There are various other forms of the writ according to the purpose for which it is granted. Thus habeas corpus ad respondendum is used to bring up a prisoner confined by the process of an inferior court in order to charge him in another proceeding (civil or criminal) in the superior court or some other court. As regards civil proceedings, this form of the writ is now rarely used, owing to the abolition of arrest on mesne process and the restriction of imprisonment for debt, or in execution of a civil judgment. The right to issue the writ depends on the common law, supplemented by an act of 1802. It is occasionally used for the purpose of bringing a person in custody for debt or on a criminal charge before a criminal court to be charged in respect of a criminal proceeding: but the same result may be obtained by means of an order of a secretary of state, made under s. 11 of the Prison Act 1898, or by the written order of a court of criminal jurisdiction before which he is required to take his trial on indictment (Criminal Law Amendment Act 30 & 31 Vict. c. 35, s. 10.)

Other forms are ad satisfaciendum; ad faciendum et recipiendum, to remove into a superior court proceedings under which the defendant is in custody: ad testificandum, where a prisoner is required as a witness, issued under an act of 1804 (s. 11), which is in practice replaced by orders under s. 11 of the Prison Act 1898 (supra) or the order of a judge under s. 9 of the Criminal Procedure Act 1853: and ad deliberandum et recipias, to authorize the transfer from one custody to another for purposes of trial, which is in practice superseded by the provisions of the Prison Acts 1865, 1871 and 1898, and the Criminal Law Amendment Act 1867 (supra).

The above forms are now of little or no importance; but the procedure for obtaining them and the forms of writ are included in the Crown Office Rules 1906.

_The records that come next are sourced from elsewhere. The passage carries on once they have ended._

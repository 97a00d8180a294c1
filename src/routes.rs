use actix_web::{web, Scope};

use crate::handlers::{
    chat_config, embeddings_config, health_check, health_options, recommendations_config,
};

/// Configure all routes for the API
pub fn api_routes() -> Scope {
    web::scope("/api")
        .service(health_check)
        .service(health_options)
        .configure(recommendations_config)
        .configure(chat_config)
        .configure(embeddings_config)
}
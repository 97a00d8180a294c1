use crate::error::{ApiError, Result};
use sha2::{Digest, Sha256};
use std::collections::HashMap;
use std::path::{Path, PathBuf};
use std::sync::RwLock;
use tracing::{info, warn};

/// Number of synopsis characters that feed the cache key digest.
const KEY_SYNOPSIS_PREFIX_CHARS: usize = 100;

/// Deterministic cache key for a book's embeddable text.
///
/// Two records sharing (title, author, synopsis prefix) share one cache
/// entry. That collapses re-imported duplicates onto a single vector, which
/// is intentional; it also means near-duplicate entries with different ids
/// are not differentiated. Callers that need per-id vectors use the book
/// store's mirror table instead.
pub fn cache_key(title: &str, author: &str, synopsis: &str) -> String {
    let prefix: String = synopsis.chars().take(KEY_SYNOPSIS_PREFIX_CHARS).collect();
    let digest = Sha256::digest(prefix.as_bytes());
    let short: String = digest.iter().take(8).map(|b| format!("{:02x}", b)).collect();
    format!("{}|{}|{}", title, author, short)
}

/// Durable key -> embedding store with an in-memory mirror.
///
/// No eviction: the map grows with every distinct (title, author,
/// synopsis-prefix) combination seen. For the catalog sizes this serves
/// (hundreds to low thousands of books) that is an accepted trade-off.
pub struct VectorCache {
    path: PathBuf,
    entries: RwLock<HashMap<String, Vec<f32>>>,
}

impl VectorCache {
    /// Open the cache at `path`, restoring any persisted entries. A missing
    /// or corrupt file is never fatal: the cache starts empty and the
    /// condition is logged.
    pub fn load(path: impl AsRef<Path>) -> Self {
        let path = path.as_ref().to_path_buf();
        let entries = match Self::read_entries(&path) {
            Ok(entries) => {
                info!(
                    "Loaded embeddings cache with {} entries from {}",
                    entries.len(),
                    path.display()
                );
                entries
            }
            Err(ApiError::NotFound(_)) => {
                info!(
                    "No embeddings cache at {}, starting empty",
                    path.display()
                );
                HashMap::new()
            }
            Err(e) => {
                warn!(
                    "Embeddings cache at {} unreadable ({}), starting empty",
                    path.display(),
                    e
                );
                HashMap::new()
            }
        };

        Self {
            path,
            entries: RwLock::new(entries),
        }
    }

    fn read_entries(path: &Path) -> Result<HashMap<String, Vec<f32>>> {
        if !path.exists() {
            return Err(ApiError::NotFound(format!(
                "cache file {}",
                path.display()
            )));
        }
        let bytes = std::fs::read(path)?;
        serde_json::from_slice(&bytes).map_err(|e| ApiError::CacheCorrupt(e.to_string()))
    }

    pub fn get(&self, key: &str) -> Option<Vec<f32>> {
        self.entries
            .read()
            .ok()
            .and_then(|map| map.get(key).cloned())
    }

    pub fn put(&self, key: String, embedding: Vec<f32>) {
        if let Ok(mut map) = self.entries.write() {
            map.insert(key, embedding);
        }
    }

    pub fn len(&self) -> usize {
        self.entries.read().map(|map| map.len()).unwrap_or(0)
    }

    pub fn is_empty(&self) -> bool {
        self.len() == 0
    }

    /// Write the full in-memory map to disk.
    pub fn persist(&self) -> Result<()> {
        let snapshot = self
            .entries
            .read()
            .map_err(|_| ApiError::InternalError("vector cache lock poisoned".to_string()))?
            .clone();

        let bytes = serde_json::to_vec(&snapshot)?;
        std::fs::write(&self.path, bytes)?;
        info!(
            "Saved embeddings cache with {} entries to {}",
            snapshot.len(),
            self.path.display()
        );
        Ok(())
    }
}

#[cfg(test)]
mod tests {
    use super::*;

    #[test]
    fn cache_key_is_deterministic_and_prefix_sensitive() {
        let a = cache_key("Dune", "Frank Herbert", "A desert planet");
        let b = cache_key("Dune", "Frank Herbert", "A desert planet");
        assert_eq!(a, b);

        let c = cache_key("Dune", "Frank Herbert", "Something else entirely");
        assert_ne!(a, c);

        // Only the first 100 characters of the synopsis participate.
        let long = "x".repeat(100);
        let d = cache_key("T", "A", &long);
        let e = cache_key("T", "A", &format!("{}trailing difference", long));
        assert_eq!(d, e);
    }

    #[test]
    fn get_put_round_trip() {
        let dir = tempfile::tempdir().unwrap();
        let cache = VectorCache::load(dir.path().join("cache.json"));

        assert!(cache.get("k").is_none());
        cache.put("k".to_string(), vec![1.0, 2.0, 3.0]);
        assert_eq!(cache.get("k"), Some(vec![1.0, 2.0, 3.0]));
        assert_eq!(cache.len(), 1);
    }

    #[test]
    fn persist_then_reload_yields_identical_entries() {
        let dir = tempfile::tempdir().unwrap();
        let path = dir.path().join("cache.json");

        let cache = VectorCache::load(&path);
        cache.put("a".to_string(), vec![0.25, -1.5]);
        cache.put("b".to_string(), vec![0.0; 4]);
        cache.persist().unwrap();

        let reloaded = VectorCache::load(&path);
        assert_eq!(reloaded.len(), 2);
        assert_eq!(reloaded.get("a"), Some(vec![0.25, -1.5]));
        assert_eq!(reloaded.get("b"), Some(vec![0.0; 4]));
    }

    #[test]
    fn corrupt_file_starts_empty() {
        let dir = tempfile::tempdir().unwrap();
        let path = dir.path().join("cache.json");
        std::fs::write(&path, b"not json at all {{{").unwrap();

        let cache = VectorCache::load(&path);
        assert!(cache.is_empty());

        // And the cache is usable afterwards.
        cache.put("k".to_string(), vec![1.0]);
        cache.persist().unwrap();
        assert_eq!(VectorCache::load(&path).get("k"), Some(vec![1.0]));
    }
}
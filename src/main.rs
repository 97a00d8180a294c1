use bookmind_api::error::Result;
use log::info;
use tracing_subscriber::{layer::SubscriberExt, util::SubscriberInitExt};

#[actix_web::main]
async fn main() -> Result<()> {
    // Load configuration
    dotenv::dotenv().ok();

    // Setup logging
    tracing_subscriber::registry()
        .with(
            tracing_subscriber::EnvFilter::try_from_default_env().unwrap_or_else(|_| {
                // Default to info level if RUST_LOG is not set
                "bookmind_api=info,actix_web=info".into()
            }),
        )
        .with(tracing_subscriber::fmt::layer())
        .init();

    info!("Loading configuration...");
    let config = bookmind_api::Config::load()?;

    // Create and run application
    let application = bookmind_api::app::Application::new(&config);
    application.run().await
}
//! Blog post loading from MDX files with YAML front matter.

use anyhow::{Context, Result, bail};
use chrono::NaiveDate;
use serde::Deserialize;
use std::fs;
use std::path::{Path, PathBuf};
use tracing::{debug, warn};

use crate::markdown::MdxRenderer;

/// File extensions treated as posts.
const POST_EXTENSIONS: &[&str] = &["mdx", "md"];

/// Metadata declared in a post's front matter.
#[derive(Debug, Clone, PartialEq, Eq, Deserialize)]
pub struct PostMeta {
    pub title: String,
    #[serde(alias = "publishedAt")]
    pub published_at: NaiveDate,
    #[serde(default)]
    pub summary: Option<String>,
    #[serde(default)]
    pub image: Option<String>,
}

/// Blog post source with parsed metadata.
#[derive(Debug, Clone)]
pub struct Post {
    slug: String,
    path: PathBuf,
    meta: PostMeta,
    source: String,
}

impl Post {
    /// URL segment, taken from the file stem.
    pub fn slug(&self) -> &str {
        &self.slug
    }

    pub fn path(&self) -> &Path {
        &self.path
    }

    pub fn meta(&self) -> &PostMeta {
        &self.meta
    }

    /// Full MDX source, front matter included.
    pub fn source(&self) -> &str {
        &self.source
    }

    /// Site-relative URL of the rendered post.
    pub fn url(&self) -> String {
        format!("/blog/{}/", self.slug)
    }
}

/// Parses one post from its path and source text.
///
/// # Errors
///
/// Returns error if the file stem is not valid UTF8, the front matter is
/// missing, or the metadata does not deserialize.
pub fn parse_post(path: impl AsRef<Path>, source: String, renderer: &MdxRenderer) -> Result<Post> {
    let path = path.as_ref();

    let slug = path
        .file_stem()
        .and_then(|stem| stem.to_str())
        .with_context(|| format!("Cannot derive slug from path: {}", path.display()))?
        .to_string();

    let Some(front_matter) = renderer.front_matter(&source) else {
        bail!("Post has no front matter: {}", path.display());
    };

    let meta: PostMeta = serde_yaml::from_str(&front_matter)
        .with_context(|| format!("Invalid front matter in {}", path.display()))?;

    Ok(Post {
        slug,
        path: path.to_path_buf(),
        meta,
        source,
    })
}

/// Loads every post in `dir`, newest first.
///
/// Files without an `.mdx` or `.md` extension are skipped. Posts published
/// on the same day are ordered by slug.
///
/// # Errors
///
/// Returns error if the directory cannot be read or any post fails to parse.
pub fn load_posts(dir: impl AsRef<Path>, renderer: &MdxRenderer) -> Result<Vec<Post>> {
    let dir = dir.as_ref();
    let entries = fs::read_dir(dir)
        .with_context(|| format!("Failed to read content directory: {}", dir.display()))?;

    let mut posts = Vec::new();
    for entry in entries {
        let path = entry
            .with_context(|| format!("Failed to read entry in {}", dir.display()))?
            .path();

        let is_post = path
            .extension()
            .and_then(|ext| ext.to_str())
            .is_some_and(|ext| POST_EXTENSIONS.contains(&ext));
        if !path.is_file() || !is_post {
            warn!(path = %path.display(), "skipping non-post file");
            continue;
        }

        let source = fs::read_to_string(&path)
            .with_context(|| format!("Failed to read post: {}", path.display()))?;
        let post = parse_post(&path, source, renderer)?;
        debug!(slug = post.slug(), title = %post.meta.title, "loaded post");
        posts.push(post);
    }

    posts.sort_by(|a, b| {
        b.meta
            .published_at
            .cmp(&a.meta.published_at)
            .then_with(|| a.slug.cmp(&b.slug))
    });

    Ok(posts)
}
//! Blog post page generation

use anyhow::{Context, Result};
use chrono::NaiveDate;
use maud::{Markup, html};

use crate::components::layout::page_wrapper;
use crate::content::Post;
use crate::markdown::MdxRenderer;
use crate::site::SiteInfo;
use crate::util::{format_date, format_relative_date};

/// Generates the HTML page for one post
///
/// Renders the post body through the MDX renderer and wraps it with the
/// title, publish date and site layout.
///
/// # Arguments
///
/// * `post`: Post to render
/// * `renderer`: MDX renderer with the site's overrides and themes
/// * `site`: Site metadata
/// * `today`: Reference date for the relative publish date
///
/// # Returns
///
/// Complete HTML document for the post
///
/// # Errors
///
/// Returns error if rendering the body fails, e.g. a code block names a
/// language the highlighter does not support.
pub fn generate(
    post: &Post,
    renderer: &MdxRenderer,
    site: &SiteInfo,
    today: NaiveDate,
) -> Result<Markup> {
    let body = renderer
        .render(post.source())
        .with_context(|| format!("Failed to render post: {}", post.path().display()))?;

    let meta = post.meta();
    let content = html! {
        article class="post" {
            h1 class="post-title" { (meta.title) }
            p class="post-date" {
                time datetime=(meta.published_at.to_string()) { (format_date(meta.published_at)) }
                " (" (format_relative_date(meta.published_at, today)) ")"
            }
            div class="prose" { (body) }
        }
    };

    Ok(page_wrapper(site, &meta.title, "blog", content))
}

#[cfg(test)]
mod tests {
    use super::*;
    use crate::content::parse_post;

    #[test]
    fn test_generate_post_page() {
        // Arrange
        let renderer = MdxRenderer::new();
        let source = "---\ntitle: Hello\npublishedAt: 2024-01-15\n---\n\n## Intro\n\nSee [more](/blog/).\n";
        let post = parse_post("hello.mdx", source.to_string(), &renderer).expect("Should parse");
        let site = SiteInfo::new("My Blog");
        let today = NaiveDate::from_ymd_opt(2024, 1, 18).expect("valid date");

        // Act
        let html = generate(&post, &renderer, &site, today)
            .expect("Should generate")
            .into_string();

        // Assert
        assert!(html.contains("<title>Hello | My Blog</title>"), "{}", html);
        assert!(html.contains("January 15, 2024"), "{}", html);
        assert!(html.contains("(3 days ago)"), "{}", html);
        assert!(html.contains("<h2 id=\"intro\">"), "{}", html);
        assert!(html.contains("<a href=\"/blog/\" data-transition=\"\">more</a>"), "{}", html);
    }

    #[test]
    fn test_generate_post_unsupported_language_fails() {
        // Arrange
        let renderer = MdxRenderer::new();
        let source = "---\ntitle: Broken\npublishedAt: 2024-01-15\n---\n\n```no-such-language\nx\n```\n";
        let post = parse_post("broken.mdx", source.to_string(), &renderer).expect("Should parse");
        let site = SiteInfo::new("My Blog");
        let today = NaiveDate::from_ymd_opt(2024, 1, 18).expect("valid date");

        // Act
        let result = generate(&post, &renderer, &site, today);

        // Assert
        let err = result.expect_err("Unsupported language should fail the page");
        let chain = format!("{:#}", err);
        assert!(chain.contains("broken.mdx"), "{}", chain);
        assert!(chain.contains("no-such-language"), "{}", chain);
    }
}
//! Heading anchor slugs.

use regex::Regex;
use std::sync::LazyLock;

static WHITESPACE: LazyLock<Regex> = LazyLock::new(|| Regex::new(r"\s+").expect("valid regex"));
static NON_WORD: LazyLock<Regex> =
    LazyLock::new(|| Regex::new(r"[^A-Za-z0-9_\-]+").expect("valid regex"));
static HYPHEN_RUNS: LazyLock<Regex> = LazyLock::new(|| Regex::new(r"-{2,}").expect("valid regex"));

/// Converts heading text into an anchor identifier.
///
/// Lowercases and trims the text, turns whitespace runs into hyphens,
/// spells out `&` as `-and-`, drops every character outside
/// `[A-Za-z0-9_-]` and collapses repeated hyphens. Identical input always
/// yields the identical slug, so duplicate headings share one anchor.
///
/// # Examples
///
/// ```
/// use quillpost::slugify;
///
/// assert_eq!(slugify("Hello, World!"), "hello-world");
/// assert_eq!(slugify("A & B"), "a-and-b");
/// ```
pub fn slugify(text: &str) -> String {
    let lowered = text.to_lowercase();
    let hyphenated = WHITESPACE.replace_all(lowered.trim(), "-");
    let spelled = hyphenated.replace('&', "-and-");
    let stripped = NON_WORD.replace_all(&spelled, "");
    HYPHEN_RUNS.replace_all(&stripped, "-").into_owned()
}
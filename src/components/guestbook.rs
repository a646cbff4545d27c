//! Guestbook widget embed

use maud::{Markup, html};

/// Element id the comment widget mounts into.
pub const WIDGET_MOUNT_ID: &str = "guestbook";

/// Renders the mount point for the external guestbook widget
///
/// The widget owns submission and listing of entries; this component only
/// positions it. Without a script URL the mount point is still emitted so a
/// page-level script can attach later.
///
/// # Arguments
///
/// * `script`: Optional script URL that loads the widget
pub fn widget(script: Option<&str>) -> Markup {
    html! {
        div id=(WIDGET_MOUNT_ID) class="guestbook-widget" {}
        @if let Some(src) = script {
            script src=(src) async {}
        }
    }
}
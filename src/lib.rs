//! Static blog generator with MDX rendering and a guestbook page.

mod assets;
pub mod components;
mod config;
mod content;
mod highlight;
mod logging;
mod markdown;
pub mod pages;
mod site;
mod util;

pub use assets::write_css_assets;
pub use config::Config;
pub use content::{Post, PostMeta, load_posts, parse_post};
pub use highlight::{
    CodeHighlighter, DEFAULT_DARK_THEME, DEFAULT_LIGHT_THEME, HighlightError, SyntectHighlighter,
    ThemePair,
};
pub use logging::init as init_logging;
pub use markdown::{
    Element, ElementKind, HeadingLevel, MdxRenderer, Node, Override, Overrides, RenderContext,
    RenderError, slugify,
};
pub use site::{SiteInfo, build};
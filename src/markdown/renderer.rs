//! MDX document rendering with element overrides.

use comrak::nodes::NodeValue;
use comrak::{Arena, Options, parse_document};
use maud::{Markup, PreEscaped, Render};
use std::sync::Arc;
use tracing::debug;

use super::error::RenderError;
use super::node::Node;
use super::overrides::{Overrides, RenderContext};
use super::tree::TreeBuilder;
use crate::components::nav::{Navigator, TransitionLink};
use crate::highlight::{CodeHighlighter, SyntectHighlighter, ThemePair};

/// Renders MDX/markdown documents through an element override table.
///
/// Parsing uses comrak with GitHub Flavored Markdown extensions and YAML
/// front matter. Parsed elements are offered to the default override table
/// (links, images, headings, code blocks), optionally merged with a
/// caller-supplied table per call. Nothing is cached between calls: every
/// render re-runs parsing and every highlight request.
pub struct MdxRenderer<'a> {
    options: Options<'a>,
    overrides: Overrides,
    highlighter: Arc<dyn CodeHighlighter>,
    navigator: Arc<dyn Navigator>,
    themes: ThemePair,
}

impl<'a> MdxRenderer<'a> {
    /// Creates renderer with default overrides and collaborators.
    ///
    /// Configures:
    /// - Tables, strikethrough, autolinks
    /// - Front matter delimited by `---`
    /// - Raw HTML passthrough (posts are trusted content)
    /// - syntect highlighting with the default dark and light themes
    pub fn new() -> Self {
        let mut options = Options::default();

        options.extension.strikethrough = true;
        options.extension.table = true;
        options.extension.autolink = true;
        options.extension.front_matter_delimiter = Some("---".to_string());

        options.render.unsafe_ = true;

        Self {
            options,
            overrides: Overrides::defaults(),
            highlighter: Arc::new(SyntectHighlighter::new()),
            navigator: Arc::new(TransitionLink),
            themes: ThemePair::default(),
        }
    }

    /// Replaces the syntax highlighting service.
    pub fn with_highlighter(mut self, highlighter: Arc<dyn CodeHighlighter>) -> Self {
        self.highlighter = highlighter;
        self
    }

    /// Replaces the navigation collaborator used for site-relative links.
    pub fn with_navigator(mut self, navigator: Arc<dyn Navigator>) -> Self {
        self.navigator = navigator;
        self
    }

    /// Sets the dark and light themes requested from the highlighter.
    pub fn with_themes(mut self, themes: ThemePair) -> Self {
        self.themes = themes;
        self
    }

    /// Default override table this renderer starts every render from.
    pub fn overrides(&self) -> &Overrides {
        &self.overrides
    }

    pub fn themes(&self) -> &ThemePair {
        &self.themes
    }

    /// Renders a document with the default overrides.
    ///
    /// # Errors
    ///
    /// Returns error if any code block fails to highlight.
    pub fn render(&self, source: &str) -> Result<Markup, RenderError> {
        self.render_with(source, &Overrides::empty())
    }

    /// Renders a document with `overrides` layered over the defaults.
    ///
    /// Caller entries win per element kind; the default table itself is
    /// never modified.
    ///
    /// # Errors
    ///
    /// Returns error if any code block fails to highlight. The first failure
    /// aborts the whole document.
    pub fn render_with(&self, source: &str, overrides: &Overrides) -> Result<Markup, RenderError> {
        let nodes = self.render_nodes(source, overrides)?;

        let mut html = String::with_capacity(source.len() * 2);
        for node in &nodes {
            node.render_to(&mut html);
        }
        Ok(PreEscaped(html))
    }

    /// Renders a document into its element tree without serializing it.
    ///
    /// # Errors
    ///
    /// Returns error if any code block fails to highlight.
    pub fn render_nodes(&self, source: &str, overrides: &Overrides) -> Result<Vec<Node>, RenderError> {
        let table = self.overrides.merged(overrides);
        let ctx = RenderContext {
            highlighter: self.highlighter.as_ref(),
            navigator: self.navigator.as_ref(),
            themes: &self.themes,
        };

        let arena = Arena::new();
        let root = parse_document(&arena, source, &self.options);

        debug!(
            bytes = source.len(),
            overrides = table.len(),
            "rendering document"
        );
        TreeBuilder::new(&table, &ctx).build(root)
    }

    /// Returns the YAML front matter of a document, without delimiters.
    pub fn front_matter(&self, source: &str) -> Option<String> {
        let arena = Arena::new();
        let root = parse_document(&arena, source, &self.options);

        let front_matter = root.children().find_map(|child| match &child.data.borrow().value {
            NodeValue::FrontMatter(raw) => Some(strip_delimiters(raw)),
            _ => None,
        });
        front_matter
    }
}

impl<'a> Default for MdxRenderer<'a> {
    fn default() -> Self {
        Self::new()
    }
}

/// Removes the `---` fences comrak keeps around front matter.
fn strip_delimiters(raw: &str) -> String {
    let body = raw.trim();
    let body = body.strip_prefix("---").unwrap_or(body);
    let body = body.strip_suffix("---").unwrap_or(body);
    body.trim_matches(['\r', '\n']).to_string()
}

Ireland.—The common law of Ireland as to the writs of habeas corpus is the same as that in England. The writ has in past times been issued from the English court of king’s bench into Ireland; but does not now so issue. The acts of 1803 and 1816 already mentioned apply to Ireland. The Petition of Right is not in terms applicable to Ireland. The Habeas Corpus Act 1679 does not apply to Ireland; but its equivalent is supplied by an act of 1781–1782 of the Irish parliament (21 & 22 Geo. III. c. 11). Sec. 16 contains a provision empowering the chief governor and privy council of Ireland by a proclamation under the great seal of Ireland to suspend the act during such time only as there shall be an actual invasion or rebellion in Ireland; and it is enacted that during the currency of the proclamation no judge or justices shall bail or try any person charged with being concerned in the rebellion or invasion without an order from the lord lieutenant or lord deputy and senior of the privy council. In Ireland by an act of 1881 the Irish executive was given an absolute power of arbitrary and preventive arrest on suspicion of treason or of an act tending to interfere with the maintenance of law and order: but the warrant of arrest was made conclusive. This act continued by annual renewals until 1906, when it expired.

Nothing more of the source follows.